Capt. Bowman, in letter to Col. Hite of July 30, 1778 (Almon's Remembrancer, 1779, p. 82), describes the march and capture as follows: "Marched for Kaskaskia with four days' provisions, and in six days arrived at the place in the night of the 4th instant, having marched two days without any sustenance, in which hungry condition we unanimously determined to take the town, or die in the attempt. About midnight we marched into the town without being discovered. Our object was the fort, which we soon got possession of; the commanding officer (Philip Rocheblave) we made prisoner, and he is now on his way to Williamsburg under a strong guard, with all his instructions from time to time, from the several governors at Detroit, Quebec, etc., to set the Indians upon us, with great rewards for our scalps, for which he has a salary of £200 per year." This statement shows that the fort was in the town, and controverts the assertion of Butler (p. 53) that the public papers in the fort were not captured, out of delicacy to the wife of the commander, she "presuming a good deal on the gallantry of our countrymen by imposing upon their delicacy towards herself." ... "Better, ten thousand times better", Butler adds, "were it so, than that the ancient fame of the sons of Virginia should have been tarnished by insult to a female!"
[1503] Campaign, p. 31.
[1504] For the details of the conquest of Kaskaskia, see Clark's narrative of 1779 in Campaign (1869), pp. 24-36; and of his narrative of 1791 (?) in J. B. Dillon's Indiana (1843), pp. 127-150; (2d edition, 1859), pp. 114-136. See also Butler's Kentucky, p. 49, Withers's Border Warfare, p. 185; Perkins's Annals, p. 192; Beckwith's Historic Notes, p. 245; Davidson's Illinois, p. 173; Brown's Illinois, p. 230; Monette, i. 414.
[1505] The letter which Gov. Henry addressed to the Virginia delegates in Congress, Nov. 14, 1778, on receiving intelligence of Clark's capture of Kaskaskia, is in Butler's Kentucky, 2d. ed., p. 532; and is reprinted from the MS. in the new and excellent life of Patrick Henry (Boston, 1887), by Professor Moses Coit Tyler (p. 230).—Ed.

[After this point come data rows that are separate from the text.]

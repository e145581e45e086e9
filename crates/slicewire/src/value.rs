// SPDX-License-Identifier: Apache-2.0 OR MIT
// Copyright (c) 2025-2026 naskel.com

//! Class instances and the arena that owns them.
//!
//! Object graphs (shared, cyclic, self-referencing) are stored in a
//! [`ValueGraph`]: each instance lives in one slot and every reference to it is
//! a [`ValueHandle`], the slot index. Identity is handle equality, so
//! `decoded.next == Some(decoded_handle)` is how a self-reference reads back.
//!
//! # Arena layout
//!
//! ```text
//! ValueGraph
//! +-- slots: Vec<Slot>
//!     +-- Ready(ValueEntry { value: Box<dyn Value>, sliced: Option<SlicedData> })
//!     +-- CheckedOut            (body currently being unmarshaled)
//! ```
//!
//! Slices preserved while decoding (unknown derived types) are kept in the
//! entry next to the instance and re-emitted when the instance is marshaled
//! again with the sliced format.

use std::any::Any;
use std::fmt;

use crate::error::{Error, HookResult, Result};
use crate::input::InputStream;
use crate::output::OutputStream;

/// Upcast helper implemented for every `'static` type.
pub trait AsAny: Any {
    fn as_any(&self) -> &dyn Any;
    fn as_any_mut(&mut self) -> &mut dyn Any;
}

impl<T: Any> AsAny for T {
    fn as_any(&self) -> &dyn Any {
        self
    }

    fn as_any_mut(&mut self) -> &mut dyn Any {
        self
    }
}

/// A class instance that can marshal itself slice by slice.
///
/// `write_impl` emits one `start_slice`/`end_slice` pair per hierarchy level,
/// most-derived first; `read_impl` consumes them in the same order. The engine
/// wraps both calls with the instance bookkeeping (preserved slices, the 1.0
/// root slice), so implementations only describe their own members.
///
/// ```ignore
/// impl Value for Node {
///     fn ice_id(&self) -> &str { "::Demo::Node" }
///
///     fn write_impl(&self, out: &mut OutputStream<'_>) -> Result<()> {
///         out.start_slice("::Demo::Node", None, true)?;
///         out.write_string(&self.name)?;
///         out.write_value(self.next)?;
///         out.end_slice()
///     }
///
///     fn read_impl(&mut self, input: &mut InputStream<'_>) -> Result<()> {
///         input.start_slice()?;
///         self.name = input.read_string()?;
///         input.read_value_into(|node: &mut Node, next| node.next = next)?;
///         input.end_slice()
///     }
/// }
/// ```
pub trait Value: AsAny + fmt::Debug {
    /// Most-derived type id.
    fn ice_id(&self) -> &str;

    /// Marshal every slice of this instance.
    fn write_impl(&self, out: &mut OutputStream<'_>) -> Result<()>;

    /// Unmarshal every slice of this instance.
    fn read_impl(&mut self, input: &mut InputStream<'_>) -> Result<()>;

    /// Invoked once before the instance is marshaled.
    fn ice_pre_marshal(&self) -> HookResult {
        Ok(())
    }

    /// Invoked once every reference of the decoded graph is patched.
    fn ice_post_unmarshal(&mut self) -> HookResult {
        Ok(())
    }
}

impl dyn Value {
    pub fn downcast_ref<T: Value>(&self) -> Option<&T> {
        self.as_any().downcast_ref::<T>()
    }

    pub fn downcast_mut<T: Value>(&mut self) -> Option<&mut T> {
        self.as_any_mut().downcast_mut::<T>()
    }

    pub fn is<T: Value>(&self) -> bool {
        self.as_any().is::<T>()
    }
}

/// Index of an instance in a [`ValueGraph`].
#[derive(Debug, Clone, Copy, PartialEq, Eq, Hash, PartialOrd, Ord)]
pub struct ValueHandle(u32);

impl ValueHandle {
    pub fn index(self) -> usize {
        self.0 as usize
    }
}

impl fmt::Display for ValueHandle {
    fn fmt(&self, f: &mut fmt::Formatter<'_>) -> fmt::Result {
        write!(f, "#{}", self.0)
    }
}

/// One level of an instance whose type was unknown to the decoder.
#[derive(Debug, Clone, PartialEq)]
pub struct SliceInfo {
    /// Type id of the slice (empty when only a compact id was sent).
    pub type_id: String,
    /// Compact id of the slice, if one was sent.
    pub compact_id: Option<i32>,
    /// Raw member bytes, tagged-member end marker excluded.
    pub bytes: Vec<u8>,
    /// Instances referenced from this slice's indirection table.
    pub values: Vec<Option<ValueHandle>>,
    pub has_optional_members: bool,
    pub is_last_slice: bool,
}

/// Slices preserved from a partially known instance, most-derived first.
#[derive(Debug, Clone, Default, PartialEq)]
pub struct SlicedData {
    pub slices: Vec<SliceInfo>,
}

impl SlicedData {
    pub fn new(slices: Vec<SliceInfo>) -> Self {
        Self { slices }
    }

    /// Type id of the most-derived preserved slice.
    pub fn most_derived_type_id(&self) -> Option<&str> {
        self.slices.first().map(|s| s.type_id.as_str())
    }
}

/// Placeholder for an instance none of whose slices had a factory.
#[derive(Debug, Clone, PartialEq, Eq)]
pub struct UnknownSlicedValue {
    unknown_type_id: String,
}

impl UnknownSlicedValue {
    pub fn new(unknown_type_id: impl Into<String>) -> Self {
        Self {
            unknown_type_id: unknown_type_id.into(),
        }
    }

    pub fn unknown_type_id(&self) -> &str {
        &self.unknown_type_id
    }
}

impl Value for UnknownSlicedValue {
    fn ice_id(&self) -> &str {
        &self.unknown_type_id
    }

    /// Writes nothing: the slices are re-emitted from the preserved sliced
    /// data, and only in the sliced format. A compact re-encode drops them.
    fn write_impl(&self, _out: &mut OutputStream<'_>) -> Result<()> {
        Ok(())
    }

    /// Reads nothing: every slice of an unknown type is preserved on decode.
    fn read_impl(&mut self, _input: &mut InputStream<'_>) -> Result<()> {
        Ok(())
    }
}

/// An instance plus the slices preserved for it.
#[derive(Debug)]
pub struct ValueEntry {
    pub value: Box<dyn Value>,
    pub sliced: Option<SlicedData>,
}

#[derive(Debug)]
enum Slot {
    Ready(ValueEntry),
    CheckedOut,
}

/// Arena owning every instance of an object graph.
#[derive(Debug, Default)]
pub struct ValueGraph {
    slots: Vec<Slot>,
}

impl ValueGraph {
    pub fn new() -> Self {
        Self::default()
    }

    pub fn len(&self) -> usize {
        self.slots.len()
    }

    pub fn is_empty(&self) -> bool {
        self.slots.is_empty()
    }

    /// Add an instance and return its handle.
    pub fn insert<V: Value>(&mut self, value: V) -> ValueHandle {
        self.insert_boxed(Box::new(value))
    }

    pub fn insert_boxed(&mut self, value: Box<dyn Value>) -> ValueHandle {
        self.push(Slot::Ready(ValueEntry {
            value,
            sliced: None,
        }))
    }

    fn push(&mut self, slot: Slot) -> ValueHandle {
        let handle = ValueHandle(self.slots.len() as u32);
        self.slots.push(slot);
        handle
    }

    pub fn entry(&self, handle: ValueHandle) -> Option<&ValueEntry> {
        match self.slots.get(handle.index()) {
            Some(Slot::Ready(entry)) => Some(entry),
            _ => None,
        }
    }

    pub fn entry_mut(&mut self, handle: ValueHandle) -> Option<&mut ValueEntry> {
        match self.slots.get_mut(handle.index()) {
            Some(Slot::Ready(entry)) => Some(entry),
            _ => None,
        }
    }

    pub fn value(&self, handle: ValueHandle) -> Option<&dyn Value> {
        self.entry(handle).map(|e| e.value.as_ref())
    }

    /// Typed access; `None` when the handle is dangling or of another type.
    pub fn get<T: Value>(&self, handle: ValueHandle) -> Option<&T> {
        self.value(handle).and_then(|v| v.downcast_ref::<T>())
    }

    pub fn get_mut<T: Value>(&mut self, handle: ValueHandle) -> Option<&mut T> {
        self.entry_mut(handle)
            .and_then(|e| e.value.as_mut().downcast_mut::<T>())
    }

    /// Slices preserved for an instance.
    pub fn sliced_data(&self, handle: ValueHandle) -> Option<&SlicedData> {
        self.entry(handle).and_then(|e| e.sliced.as_ref())
    }

    pub fn set_sliced_data(&mut self, handle: ValueHandle, sliced: Option<SlicedData>) -> Result<()> {
        let entry = self
            .entry_mut(handle)
            .ok_or_else(|| Error::marshal(format!("no instance at {}", handle)))?;
        entry.sliced = sliced;
        Ok(())
    }

    /// Handles of every instance, in insertion order.
    pub fn handles(&self) -> impl Iterator<Item = ValueHandle> + '_ {
        (0..self.slots.len()).map(|i| ValueHandle(i as u32))
    }

    pub(crate) fn reserve(&mut self) -> ValueHandle {
        self.push(Slot::CheckedOut)
    }

    pub(crate) fn is_checked_out(&self, handle: ValueHandle) -> bool {
        matches!(self.slots.get(handle.index()), Some(Slot::CheckedOut))
    }

    pub(crate) fn check_in(&mut self, handle: ValueHandle, entry: ValueEntry) -> Result<()> {
        match self.slots.get_mut(handle.index()) {
            Some(slot @ Slot::CheckedOut) => {
                *slot = Slot::Ready(entry);
                Ok(())
            }
            _ => Err(Error::marshal(format!("instance {} is not checked out", handle))),
        }
    }
}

[1506] Of M. Rocheblave very little is known. His full name, Philippe François de Rastel, Chevalier de Rocheblave, with his nativity, appears in the parish records of Kaskaskia for April 11, 1763, in the third publication of the banns of his marriage to Michel Marie Dufresne (E. G. Mason's Kaskaskia, p. 17). He is mentioned in 1756 (N. Y. Col. Doc., x. 435) as a cadet at Fort Duquesne; in July, 1757, on the Potomac (Ibid. 581); and in July, 1759, at Niagara (Ibid. 992). Many of his letters [in French] are in the Canadian Archives. Several of them which I have, show him to have been a man of sensibility and refinement. He said he was a British subject because he had been abandoned by France at the peace. One of them is a long and interesting letter dated at "Fort Gage, July 4, 1778", which was probably sent off by boat a few hours before he was captured by Col. Clark. He was a prisoner in Virginia until the autumn of 1780, when he broke his parole and went to New York (Jefferson's Writings, i. 258). His family were left at Kaskaskia; and Gov. Henry of Virginia, in his instructions to Col. John Todd, Dec. 12, 1778, says: "Mr. Rocheblave's wife and family must not suffer for want of that property of which they were bereft by our troops. It is to be restored to them, if possible. If this cannot be done, the public must support them." (Calendar of Va. Papers, i. 314). His wife, signing her name "Marie Michel de Rocheblave", wrote from Kaskaskia, March 27, 1780, to Gen. Haldimand, appealing to his humanity for pecuniary help, as the rebels had taken everything from her but her debts. (MS. letter furnished to me by Mr. B. F. Stevens.)